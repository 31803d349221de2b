//! Real-time log streaming via Server-Sent Events (SSE).
//!
//! Pipeline stages publish progress through a broadcast channel; the console
//! subscribes over SSE and mirrors the import as it runs. Entries also go to
//! stdout so CLI runs stay readable.

use once_cell::sync::Lazy;
use serde::{Deserialize, Serialize};
use tokio::sync::broadcast;

/// Log level for console display
#[derive(Debug, Clone, Serialize, Deserialize)]
#[serde(rename_all = "lowercase")]
pub enum LogLevel {
    Info,
    Success,
    Warning,
    Error,
}

/// A single log entry
#[derive(Debug, Clone, Serialize, Deserialize)]
#[serde(rename_all = "camelCase")]
pub struct LogEntry {
    pub level: LogLevel,
    pub message: String,
    /// Optional indentation level (for nested logs)
    #[serde(default)]
    pub indent: u8,
}

impl LogEntry {
    pub fn info(message: impl Into<String>) -> Self {
        Self { level: LogLevel::Info, message: message.into(), indent: 0 }
    }

    pub fn success(message: impl Into<String>) -> Self {
        Self { level: LogLevel::Success, message: message.into(), indent: 0 }
    }

    pub fn warning(message: impl Into<String>) -> Self {
        Self { level: LogLevel::Warning, message: message.into(), indent: 0 }
    }

    pub fn error(message: impl Into<String>) -> Self {
        Self { level: LogLevel::Error, message: message.into(), indent: 0 }
    }

    pub fn with_indent(mut self, indent: u8) -> Self {
        self.indent = indent;
        self
    }
}

/// Global log broadcaster
pub static LOG_BROADCASTER: Lazy<LogBroadcaster> = Lazy::new(LogBroadcaster::new);

/// Broadcasts log entries to all connected SSE clients
pub struct LogBroadcaster {
    sender: broadcast::Sender<LogEntry>,
}

impl LogBroadcaster {
    pub fn new() -> Self {
        let (sender, _) = broadcast::channel(100);
        Self { sender }
    }

    /// Send a log entry to all subscribers
    pub fn log(&self, entry: LogEntry) {
        let prefix = match entry.level {
            LogLevel::Info => "    ",
            LogLevel::Success => "   +",
            LogLevel::Warning => "   !",
            LogLevel::Error => "   x",
        };
        let indent = "   ".repeat(entry.indent as usize);
        println!("{}{} {}", indent, prefix, entry.message);

        // Broadcast to SSE clients (ignore if no receivers)
        let _ = self.sender.send(entry);
    }

    /// Get a receiver for SSE streaming
    pub fn subscribe(&self) -> broadcast::Receiver<LogEntry> {
        self.sender.subscribe()
    }
}

impl Default for LogBroadcaster {
    fn default() -> Self {
        Self::new()
    }
}

/// Convenient logging functions
pub fn log_info(msg: impl Into<String>) {
    LOG_BROADCASTER.log(LogEntry::info(msg));
}

pub fn log_success(msg: impl Into<String>) {
    LOG_BROADCASTER.log(LogEntry::success(msg));
}

pub fn log_warning(msg: impl Into<String>) {
    LOG_BROADCASTER.log(LogEntry::warning(msg));
}

pub fn log_error(msg: impl Into<String>) {
    LOG_BROADCASTER.log(LogEntry::error(msg));
}

pub fn log_info_indent(msg: impl Into<String>, indent: u8) {
    LOG_BROADCASTER.log(LogEntry::info(msg).with_indent(indent));
}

::::

*ACTIVITY*: The records above must be reproduced word for word.

*SOLUTION TO THIS TASK*:
repository 31803d349221de2b
//! Real-time log streaming via Server-Sent Events (SSE).
//!
//! Pipeline stages publish progress through a broadcast channel; the console
//! subscribes over SSE and mirrors the import as it runs. Entries also go to
//! stdout so CLI runs stay readable.

use once_cell::sync::Lazy;
use serde::{Deserialize, Serialize};
use tokio::sync::broadcast;

/// Log level for console display
#[derive(Debug, Clone, Serialize, Deserialize)]
#[serde(rename_all = "lowercase")]
pub enum LogLevel {
    Info,
    Success,
    Warning,
    Error,
}

/// A single log entry
#[derive(Debug, Clone, Serialize, Deserialize)]
#[serde(rename_all = "camelCase")]
pub struct LogEntry {
    pub level: LogLevel,
    pub message: String,
    /// Optional indentation level (for nested logs)
    #[serde(default)]
    pub indent: u8,
}

impl LogEntry {
    pub fn info(message: impl Into<String>) -> Self {
        Self { level: LogLevel::Info, message: message.into(), indent: 0 }
    }

    pub fn success(message: impl Into<String>) -> Self {
        Self { level: LogLevel::Success, message: message.into(), indent: 0 }
    }

    pub fn warning(message: impl Into<String>) -> Self {
        Self { level: LogLevel::Warning, message: message.into(), indent: 0 }
    }

    pub fn error(message: impl Into<String>) -> Self {
        Self { level: LogLevel::Error, message: message.into(), indent: 0 }
    }

    pub fn with_indent(mut self, indent: u8) -> Self {
        self.indent = indent;
        self
    }
}

/// Global log broadcaster
pub static LOG_BROADCASTER: Lazy<LogBroadcaster> = Lazy::new(LogBroadcaster::new);

/// Broadcasts log entries to all connected SSE clients
pub struct LogBroadcaster {
    sender: broadcast::Sender<LogEntry>,
}

impl LogBroadcaster {
    pub fn new() -> Self {
        let (sender, _) = broadcast::channel(100);
        Self { sender }
    }

    /// Send a log entry to all subscribers
    pub fn log(&self, entry: LogEntry) {
        let prefix = match entry.level {
            LogLevel::Info => "    ",
            LogLevel::Success => "   +",
            LogLevel::Warning => "   !",
            LogLevel::Error => "   x",
        };
        let indent = "   ".repeat(entry.indent as usize);
        println!("{}{} {}", indent, prefix, entry.message);

        // Broadcast to SSE clients (ignore if no receivers)
        let _ = self.sender.send(entry);
    }

    /// Get a receiver for SSE streaming
    pub fn subscribe(&self) -> broadcast::Receiver<LogEntry> {
        self.sender.subscribe()
    }
}

impl Default for LogBroadcaster {
    fn default() -> Self {
        Self::new()
    }
}

/// Convenient logging functions
pub fn log_info(msg: impl Into<String>) {
    LOG_BROADCASTER.log(LogEntry::info(msg));
}

pub fn log_success(msg: impl Into<String>) {
    LOG_BROADCASTER.log(LogEntry::success(msg));
}

pub fn log_warning(msg: impl Into<String>) {
    LOG_BROADCASTER.log(LogEntry::warning(msg));
}

pub fn log_error(msg: impl Into<String>) {
    LOG_BROADCASTER.log(LogEntry::error(msg));
}

pub fn log_info_indent(msg: impl Into<String>, indent: u8) {
    LOG_BROADCASTER.log(LogEntry::info(msg).with_indent(indent));
}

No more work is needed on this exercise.